**Exercise data**
··········
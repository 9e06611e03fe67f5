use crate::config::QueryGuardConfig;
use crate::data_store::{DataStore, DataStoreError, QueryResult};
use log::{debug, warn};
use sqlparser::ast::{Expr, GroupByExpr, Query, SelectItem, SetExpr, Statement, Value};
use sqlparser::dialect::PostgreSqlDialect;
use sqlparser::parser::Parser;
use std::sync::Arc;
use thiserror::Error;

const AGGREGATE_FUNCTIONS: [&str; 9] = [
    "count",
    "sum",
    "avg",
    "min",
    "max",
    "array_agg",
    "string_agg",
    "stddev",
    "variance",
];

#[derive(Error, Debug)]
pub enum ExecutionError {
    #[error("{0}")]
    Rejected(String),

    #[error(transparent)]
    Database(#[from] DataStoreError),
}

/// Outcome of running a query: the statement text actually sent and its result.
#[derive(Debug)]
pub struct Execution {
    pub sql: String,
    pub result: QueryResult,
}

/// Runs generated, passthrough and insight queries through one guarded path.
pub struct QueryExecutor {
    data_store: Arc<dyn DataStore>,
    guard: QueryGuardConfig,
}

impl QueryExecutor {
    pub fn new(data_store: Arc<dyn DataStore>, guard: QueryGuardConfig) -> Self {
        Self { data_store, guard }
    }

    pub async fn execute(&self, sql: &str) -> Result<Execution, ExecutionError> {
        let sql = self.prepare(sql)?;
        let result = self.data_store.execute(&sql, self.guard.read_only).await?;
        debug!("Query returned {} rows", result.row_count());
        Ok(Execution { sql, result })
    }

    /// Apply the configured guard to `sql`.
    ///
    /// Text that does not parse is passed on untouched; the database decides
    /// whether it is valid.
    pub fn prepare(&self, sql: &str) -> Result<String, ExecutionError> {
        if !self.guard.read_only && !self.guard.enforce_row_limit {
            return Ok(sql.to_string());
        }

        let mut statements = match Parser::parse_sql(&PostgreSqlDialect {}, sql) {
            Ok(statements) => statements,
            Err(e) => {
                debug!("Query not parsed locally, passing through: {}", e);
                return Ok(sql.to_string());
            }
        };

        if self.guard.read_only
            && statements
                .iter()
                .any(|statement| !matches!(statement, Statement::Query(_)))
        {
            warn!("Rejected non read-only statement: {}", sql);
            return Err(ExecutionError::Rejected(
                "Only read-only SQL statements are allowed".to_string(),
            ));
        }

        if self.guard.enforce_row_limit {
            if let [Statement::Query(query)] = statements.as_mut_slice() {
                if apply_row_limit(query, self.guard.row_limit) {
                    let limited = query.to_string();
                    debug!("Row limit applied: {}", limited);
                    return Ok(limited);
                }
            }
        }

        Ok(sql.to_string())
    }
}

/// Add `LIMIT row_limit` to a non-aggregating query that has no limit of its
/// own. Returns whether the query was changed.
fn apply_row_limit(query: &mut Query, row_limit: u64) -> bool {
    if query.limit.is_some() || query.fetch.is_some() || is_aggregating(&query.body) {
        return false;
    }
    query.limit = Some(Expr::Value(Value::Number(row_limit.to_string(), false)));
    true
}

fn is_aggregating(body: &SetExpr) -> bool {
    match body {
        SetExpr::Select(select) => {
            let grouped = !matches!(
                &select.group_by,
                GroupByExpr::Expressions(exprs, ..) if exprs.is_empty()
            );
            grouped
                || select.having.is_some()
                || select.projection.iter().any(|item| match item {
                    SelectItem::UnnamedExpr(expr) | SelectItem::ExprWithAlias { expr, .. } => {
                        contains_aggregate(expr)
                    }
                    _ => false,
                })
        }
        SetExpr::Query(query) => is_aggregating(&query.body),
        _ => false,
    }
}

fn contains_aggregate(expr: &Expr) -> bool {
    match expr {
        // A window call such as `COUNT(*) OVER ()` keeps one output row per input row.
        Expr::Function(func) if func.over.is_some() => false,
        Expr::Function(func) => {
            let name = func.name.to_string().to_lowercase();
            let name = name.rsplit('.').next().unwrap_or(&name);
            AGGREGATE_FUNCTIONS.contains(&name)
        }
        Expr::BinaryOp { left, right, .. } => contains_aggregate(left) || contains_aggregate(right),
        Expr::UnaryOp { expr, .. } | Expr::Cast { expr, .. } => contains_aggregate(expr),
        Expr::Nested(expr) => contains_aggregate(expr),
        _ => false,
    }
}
··········
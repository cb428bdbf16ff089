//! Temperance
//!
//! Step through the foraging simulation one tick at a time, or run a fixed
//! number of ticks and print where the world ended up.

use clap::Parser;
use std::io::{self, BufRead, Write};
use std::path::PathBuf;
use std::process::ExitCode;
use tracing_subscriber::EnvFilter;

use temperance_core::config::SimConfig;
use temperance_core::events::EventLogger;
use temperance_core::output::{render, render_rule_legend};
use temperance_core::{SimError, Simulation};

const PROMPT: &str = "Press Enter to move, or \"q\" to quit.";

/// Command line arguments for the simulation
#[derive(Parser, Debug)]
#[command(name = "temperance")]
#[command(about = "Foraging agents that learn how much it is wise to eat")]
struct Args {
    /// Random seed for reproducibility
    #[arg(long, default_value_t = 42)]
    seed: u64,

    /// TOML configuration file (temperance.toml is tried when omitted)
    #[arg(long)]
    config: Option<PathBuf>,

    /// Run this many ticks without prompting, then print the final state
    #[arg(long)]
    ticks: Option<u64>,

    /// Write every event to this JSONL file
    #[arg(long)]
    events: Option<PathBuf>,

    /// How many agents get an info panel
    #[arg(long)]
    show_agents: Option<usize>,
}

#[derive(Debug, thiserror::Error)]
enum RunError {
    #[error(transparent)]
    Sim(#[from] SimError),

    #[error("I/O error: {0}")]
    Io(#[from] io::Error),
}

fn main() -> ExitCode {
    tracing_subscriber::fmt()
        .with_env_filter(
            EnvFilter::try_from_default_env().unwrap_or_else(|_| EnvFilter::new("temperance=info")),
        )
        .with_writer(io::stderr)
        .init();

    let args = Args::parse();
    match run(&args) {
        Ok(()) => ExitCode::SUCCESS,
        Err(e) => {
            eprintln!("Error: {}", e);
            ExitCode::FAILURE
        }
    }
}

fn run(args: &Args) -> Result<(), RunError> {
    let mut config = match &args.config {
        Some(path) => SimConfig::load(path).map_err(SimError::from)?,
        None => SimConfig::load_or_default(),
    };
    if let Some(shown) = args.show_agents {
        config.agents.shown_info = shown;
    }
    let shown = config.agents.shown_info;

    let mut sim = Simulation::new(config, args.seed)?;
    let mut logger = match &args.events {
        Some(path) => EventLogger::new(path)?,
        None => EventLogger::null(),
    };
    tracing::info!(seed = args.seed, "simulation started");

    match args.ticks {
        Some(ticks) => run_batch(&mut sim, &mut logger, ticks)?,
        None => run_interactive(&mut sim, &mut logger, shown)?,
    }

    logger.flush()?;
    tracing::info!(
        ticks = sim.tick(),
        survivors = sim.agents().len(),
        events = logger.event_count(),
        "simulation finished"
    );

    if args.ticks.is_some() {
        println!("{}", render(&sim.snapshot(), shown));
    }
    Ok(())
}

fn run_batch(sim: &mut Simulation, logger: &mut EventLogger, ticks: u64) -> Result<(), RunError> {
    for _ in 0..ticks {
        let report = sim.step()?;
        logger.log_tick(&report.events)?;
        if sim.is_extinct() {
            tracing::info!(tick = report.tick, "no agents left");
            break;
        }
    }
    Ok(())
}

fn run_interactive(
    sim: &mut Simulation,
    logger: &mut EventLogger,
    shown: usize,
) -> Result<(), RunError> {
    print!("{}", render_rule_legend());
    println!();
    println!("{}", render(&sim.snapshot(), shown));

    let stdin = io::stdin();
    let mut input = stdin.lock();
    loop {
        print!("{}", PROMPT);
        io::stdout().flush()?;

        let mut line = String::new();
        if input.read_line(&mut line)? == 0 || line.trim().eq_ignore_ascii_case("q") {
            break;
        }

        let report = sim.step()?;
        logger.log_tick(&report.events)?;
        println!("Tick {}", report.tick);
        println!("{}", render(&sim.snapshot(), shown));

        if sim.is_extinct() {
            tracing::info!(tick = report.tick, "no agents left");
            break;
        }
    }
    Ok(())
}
··········
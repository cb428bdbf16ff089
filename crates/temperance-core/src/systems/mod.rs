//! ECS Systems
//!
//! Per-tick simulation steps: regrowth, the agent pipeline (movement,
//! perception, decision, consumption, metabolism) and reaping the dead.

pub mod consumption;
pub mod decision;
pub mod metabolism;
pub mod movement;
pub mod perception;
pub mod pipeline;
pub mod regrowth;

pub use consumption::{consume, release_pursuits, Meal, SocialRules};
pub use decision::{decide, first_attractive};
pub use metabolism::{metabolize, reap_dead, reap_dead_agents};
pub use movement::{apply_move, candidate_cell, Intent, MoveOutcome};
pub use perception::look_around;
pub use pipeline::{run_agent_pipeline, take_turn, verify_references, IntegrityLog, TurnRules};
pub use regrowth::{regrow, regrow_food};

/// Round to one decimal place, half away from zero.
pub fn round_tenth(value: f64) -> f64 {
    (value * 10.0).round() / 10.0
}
··········
**Work instruction**
Filter the listing for the word "prepare" and copy every line that holds it.

**Completed exercise**
        let sql = self.prepare(sql)?;
    pub fn prepare(&self, sql: &str) -> Result<String, ExecutionError> {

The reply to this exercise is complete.